If you're going to respond to the notion that my use of what he said is a way to forward my vision of Islam and how it's related to Terrorism, then discuss your opinion on what you think my vision is rather than merely pointing out why you think I used the video. Is pointing out why I posted the video your silver bullet that makes the video unenlightening?

its your silver bullet not his .. As I have said he is 1 one man free to see things the way he see things ... and your free to use him to make your argument that Islam as a whole is Bad ...

I posted the video to help focus some definite opinion on our well-meaning but uninformed, or more accurately (in my opinion) misinformed, notions about Islam such as your relativistic morally equivalent view in your above statement.

It's not about a harmless equivalency between two personal views. There is a mirage of equivalency in this country, or the West in general, because we are all supposed to be free to see and say things the way we see and say them. Under Islam, however, we are not free to see and say things that run counter to it, especially so in Islamic States. But because we have faith in our mirage, we easily accept and believe it, without critical analysis, when Islamists say that, indeed, Islam allows such freedom. That it is a religion of peace. That it is completely compatible with Western democracy. That it represents no threat to the West.

So I posted a video which gives the view of someone that is not blinded by our mirage, but actually lived and studied and critiqued the actual sources of Islam, the Koran, the Hadith, and the Sunnah, and who read the Muslim apologists, and analyzed the scholarly works of the past and of current Islamic academic thought.

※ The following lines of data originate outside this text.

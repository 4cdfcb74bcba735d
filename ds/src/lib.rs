// Copyright 2024 Kevin Ludwig
//
// Licensed under the Apache License, Version 2.0 (the "License");
// you may not use this file except in compliance with the License.
// You may obtain a copy of the License at
//
//     http://www.apache.org/licenses/LICENSE-2.0
//
// Unless required by applicable law or agreed to in writing, software
// distributed under the License is distributed on an "AS IS" BASIS,
// WITHOUT WARRANTIES OR CONDITIONS OF ANY KIND, either express or implied.
// See the License for the specific language governing permissions and
// limitations under the License.

pub use pika_err::IoError;

pub type Result<T> = core::result::Result<T, IoError>;

/// Capability set of a raw NOR flash device, or a partition of one.
///
/// Offsets are byte offsets from the start of the device. `write` is
/// program-only: it may clear bits (1 to 0) but can never set them; callers
/// must arrange their writes so they are safe even on devices that do not
/// enforce this. `erase_sector` is the only way to set bits back to 1 and
/// always affects a whole sector.
pub trait FlashStorage {
    fn read(&self, offset: u64, buffer: &mut [u8]) -> Result<usize>;

    fn write(&self, offset: u64, buffer: &[u8]) -> Result<usize>;

    /// `offset` must be sector-aligned.
    fn erase_sector(&self, offset: u64) -> Result<()>;

    /// Power the device up (`true`) or down (`false`). Calls may nest; the
    /// device stays up until every `true` has been matched by a `false`.
    fn power(&self, state: bool);
}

Farraj's early and formative years were spent in the U.S. So he understood and liked our way of life and law. When his family moved to Palestine, he experienced a different way, a different law, and he tried to reconcile it with his need for spiritual sustenance. He could not reconcile the way of the West, the laws of this country, the spiritual needs that were shaped by the freedom and love and equality that he experienced in the U.S with what he studied and experienced in the Islam of the Middle East. For him, there was no compatibility at all. Not because he had an agenda against Islam. Not that he wanted to make it "bad." Quite the contrary, he wanted the religion of his ancestry to be "good." To be spiritually fulfilling. But the truthful, honest study of it, and actual experience of it in the lands of its birth and current center of spiritual and ideological expertise, taught him that it was not what he wanted it to be. It was the opposite. It was antithetical to Western thought, to American law and culture.


https://www.gatestoneinstitute.org/7...eform-movement not all reform is Bad
The fact that the Muslim Reform Movement, which is the subject of the article you linked above, is calling for reform is the clue (or silver bullet as you put it) that tells us Islam has a worldwide and major problem. It tells us that the "anti-Islam crowd" you've referred to is on to something. In its preamble, the movement says:

"We seek to reclaim the progressive spirit with which Islam was born in the 7th century to fast forward it into the 21st century. But the so-called progressive spirit of Islam in the 7th century was not a progressivism which espoused the following ideals in this preamble. It was the opposite of them. It produced the progress of conquest and slaughter and enslavement and bigotry and opposed everything in the UN Declaration of Human Rights. Even the highly touted so-called tolerant, enlightened 700 years of Muslim rule in Spain was a myth--it imposed the same harsh methods as it did elsewhere as recounted by the highly credentialed scholar Dario Fernandez-Morera as he recounts in his book The Myth of the Andalusian Paradise. "We support the Universal Declaration of Human Rights, which was adopted by United Nations member states in 1948.
"We reject interpretations of Islam that call for any violence, social injustice and politicized Islam. Unfortunately, the actual sources of Islam do not reject those things. Nor do serious Islamic scholars who are not into the reform thing. The majority of Islamic scholars as well as the majority of Muslims do not think Islam needs to be reformed. Serious Islamic scholars as well as the highest in the pecking order of Islamic political rulers, don't seriously or truthfully recognize a need for reformation. Erdogan of Turkey doesn't even recognize the notion of radical Islam. For him, Islam is Islam. And the rejection of politicized Islam is the rejection of Islam as we know it. It is, in its essence a political system as well as a religious one. It is a theocracy. "Facing the threat of terrorism, intolerance, and social injustice in the name of Islam, we have reflected on how we can transform our communities based on three principles: peace, human rights and secular governance. So they are saying that present day Islam has to be TRANSFORMED (where have we heard that called for in our own country?) so that there can be peace, human rights and secular governance. So they are saying that Islam is not there but may be there sometime in the future. "We are announcing today the formation of an international initiative: the Muslim Reform Movement.
"We have courageous reformers from around the world Why do they have to be courageous? "who will outline our Declaration for Muslim Reform, a living document that we will continue to enhance as our journey continues. We invite our fellow Muslims and neighbors to join us."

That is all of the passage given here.